Dataset content.
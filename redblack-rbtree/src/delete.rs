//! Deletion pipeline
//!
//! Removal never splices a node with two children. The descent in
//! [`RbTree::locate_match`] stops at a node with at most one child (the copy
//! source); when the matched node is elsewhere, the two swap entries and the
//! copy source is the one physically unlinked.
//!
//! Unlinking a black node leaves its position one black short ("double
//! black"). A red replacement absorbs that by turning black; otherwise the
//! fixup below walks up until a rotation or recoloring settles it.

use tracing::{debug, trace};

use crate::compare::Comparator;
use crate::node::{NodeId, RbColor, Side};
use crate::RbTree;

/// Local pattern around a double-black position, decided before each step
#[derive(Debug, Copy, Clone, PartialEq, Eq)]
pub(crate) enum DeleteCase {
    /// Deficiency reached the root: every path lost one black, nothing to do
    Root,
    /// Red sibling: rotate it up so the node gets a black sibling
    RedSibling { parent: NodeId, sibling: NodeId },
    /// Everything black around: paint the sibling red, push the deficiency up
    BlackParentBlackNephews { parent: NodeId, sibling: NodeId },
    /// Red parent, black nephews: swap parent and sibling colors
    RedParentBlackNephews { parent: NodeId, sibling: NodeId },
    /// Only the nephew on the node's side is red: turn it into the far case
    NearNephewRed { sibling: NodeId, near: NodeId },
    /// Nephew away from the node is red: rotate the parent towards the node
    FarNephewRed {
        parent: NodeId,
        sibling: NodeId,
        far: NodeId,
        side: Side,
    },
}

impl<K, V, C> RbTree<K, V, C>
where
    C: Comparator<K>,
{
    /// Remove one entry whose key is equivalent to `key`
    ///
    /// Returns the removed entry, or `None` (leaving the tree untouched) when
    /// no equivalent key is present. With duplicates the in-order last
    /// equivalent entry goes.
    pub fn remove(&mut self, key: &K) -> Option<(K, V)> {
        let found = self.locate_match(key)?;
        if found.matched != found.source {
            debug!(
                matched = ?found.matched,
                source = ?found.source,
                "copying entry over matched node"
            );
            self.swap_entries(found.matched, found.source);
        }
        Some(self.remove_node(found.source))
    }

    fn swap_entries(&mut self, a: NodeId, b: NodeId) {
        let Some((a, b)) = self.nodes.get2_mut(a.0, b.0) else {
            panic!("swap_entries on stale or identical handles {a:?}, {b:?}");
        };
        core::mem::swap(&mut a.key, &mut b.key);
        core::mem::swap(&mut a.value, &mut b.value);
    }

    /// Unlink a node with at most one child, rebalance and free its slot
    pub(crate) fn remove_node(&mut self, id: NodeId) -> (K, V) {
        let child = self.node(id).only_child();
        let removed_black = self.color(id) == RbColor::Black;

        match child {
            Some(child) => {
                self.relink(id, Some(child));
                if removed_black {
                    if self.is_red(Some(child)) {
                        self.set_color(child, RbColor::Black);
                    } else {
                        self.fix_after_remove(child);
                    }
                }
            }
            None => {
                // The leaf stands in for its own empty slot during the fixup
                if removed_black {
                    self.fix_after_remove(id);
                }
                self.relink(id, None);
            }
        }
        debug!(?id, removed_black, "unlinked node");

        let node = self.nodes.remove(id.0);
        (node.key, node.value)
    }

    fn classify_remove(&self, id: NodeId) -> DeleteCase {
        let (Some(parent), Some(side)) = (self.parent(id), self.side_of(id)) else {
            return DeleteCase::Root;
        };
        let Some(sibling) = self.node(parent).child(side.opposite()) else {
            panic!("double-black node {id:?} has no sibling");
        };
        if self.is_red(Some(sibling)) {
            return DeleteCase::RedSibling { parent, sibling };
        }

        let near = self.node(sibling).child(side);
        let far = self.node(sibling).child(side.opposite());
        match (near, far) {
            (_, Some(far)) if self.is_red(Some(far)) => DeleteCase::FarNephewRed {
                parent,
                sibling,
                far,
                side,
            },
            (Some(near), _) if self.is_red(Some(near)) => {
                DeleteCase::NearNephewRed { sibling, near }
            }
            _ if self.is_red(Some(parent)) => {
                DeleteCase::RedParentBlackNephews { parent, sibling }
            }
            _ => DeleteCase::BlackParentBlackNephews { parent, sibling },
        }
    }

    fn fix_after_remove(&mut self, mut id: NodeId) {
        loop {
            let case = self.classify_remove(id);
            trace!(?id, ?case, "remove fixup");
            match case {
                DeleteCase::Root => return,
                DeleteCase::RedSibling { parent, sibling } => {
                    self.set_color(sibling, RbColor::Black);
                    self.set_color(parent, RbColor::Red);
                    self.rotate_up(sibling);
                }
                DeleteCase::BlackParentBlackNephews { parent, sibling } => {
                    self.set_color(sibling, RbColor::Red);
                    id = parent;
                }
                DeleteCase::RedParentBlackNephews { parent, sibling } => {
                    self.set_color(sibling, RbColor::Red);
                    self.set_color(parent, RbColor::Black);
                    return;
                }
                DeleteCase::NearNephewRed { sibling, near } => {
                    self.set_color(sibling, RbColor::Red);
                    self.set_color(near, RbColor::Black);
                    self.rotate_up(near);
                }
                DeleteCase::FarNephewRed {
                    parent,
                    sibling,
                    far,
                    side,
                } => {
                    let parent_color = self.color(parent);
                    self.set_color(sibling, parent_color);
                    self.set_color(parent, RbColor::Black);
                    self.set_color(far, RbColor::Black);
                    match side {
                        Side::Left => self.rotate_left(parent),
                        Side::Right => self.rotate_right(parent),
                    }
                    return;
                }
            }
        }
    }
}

* * *

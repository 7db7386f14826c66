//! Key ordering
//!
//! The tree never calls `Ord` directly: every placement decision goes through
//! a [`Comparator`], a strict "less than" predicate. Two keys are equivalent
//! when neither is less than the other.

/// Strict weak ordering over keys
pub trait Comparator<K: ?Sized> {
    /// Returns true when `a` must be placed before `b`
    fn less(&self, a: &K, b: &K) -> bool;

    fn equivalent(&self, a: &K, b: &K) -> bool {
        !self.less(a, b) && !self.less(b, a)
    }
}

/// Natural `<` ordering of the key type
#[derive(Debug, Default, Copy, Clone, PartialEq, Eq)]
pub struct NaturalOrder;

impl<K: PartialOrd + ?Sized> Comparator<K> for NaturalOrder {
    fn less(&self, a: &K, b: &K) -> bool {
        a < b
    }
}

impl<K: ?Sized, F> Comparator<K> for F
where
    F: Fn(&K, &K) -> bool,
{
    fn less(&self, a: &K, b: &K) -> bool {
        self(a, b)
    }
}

...

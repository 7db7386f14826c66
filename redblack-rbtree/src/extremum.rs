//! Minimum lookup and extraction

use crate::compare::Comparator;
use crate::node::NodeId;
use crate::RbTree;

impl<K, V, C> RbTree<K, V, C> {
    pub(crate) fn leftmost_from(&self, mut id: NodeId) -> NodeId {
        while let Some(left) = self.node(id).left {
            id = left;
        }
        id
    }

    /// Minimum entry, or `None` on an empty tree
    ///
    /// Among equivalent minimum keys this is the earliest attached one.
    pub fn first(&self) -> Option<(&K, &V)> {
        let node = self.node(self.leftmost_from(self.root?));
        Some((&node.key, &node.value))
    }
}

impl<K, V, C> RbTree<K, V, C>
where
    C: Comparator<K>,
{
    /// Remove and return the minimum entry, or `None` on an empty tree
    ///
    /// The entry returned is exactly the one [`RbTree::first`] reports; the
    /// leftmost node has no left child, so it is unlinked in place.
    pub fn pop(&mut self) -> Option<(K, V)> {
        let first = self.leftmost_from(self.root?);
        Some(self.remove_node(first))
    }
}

Exercise. Print exactly the lines above, between the one holding "filename redblack-rbtree/src/delete.rs" and the one holding "Unlinking a black", inclusive, and nothing besides.

The answer.
filename redblack-rbtree/src/delete.rs
//! Deletion pipeline
//!
//! Removal never splices a node with two children. The descent in
//! [`RbTree::locate_match`] stops at a node with at most one child (the copy
//! source); when the matched node is elsewhere, the two swap entries and the
//! copy source is the one physically unlinked.
//!
//! Unlinking a black node leaves its position one black short ("double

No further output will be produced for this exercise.